▶ **What is required**
What lines in the data below mention the string "model"? Copy them out.

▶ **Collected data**

*** Block opens ***

//! Food-log tracking core: per-meal nutrient sums and daily goals.

pub mod config;
pub mod profile;
pub mod telemetry;
pub mod tracker;

pub use config::{AppConfig, LogConfig};
pub use profile::{DailyGoals, InMemoryPreferences, Preferences, UserInfo};
pub use tracker::{
    aggregate, AggregateResult, CalculateMealNutrients, MealNutrients, MealNutrientsReport,
    MealType, TrackedFood,
};
pub mod dto;
pub mod model;
pub mod services;

pub use dto::{AggregateResult, MealNutrients, MealNutrientsReport, Totals};
pub use model::{MealType, TrackedFood};
pub use services::{aggregate, foods_on, CalculateMealNutrients};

*** Block closes ***

▶ **Answer to this task**
pub mod model;
pub use model::{MealType, TrackedFood};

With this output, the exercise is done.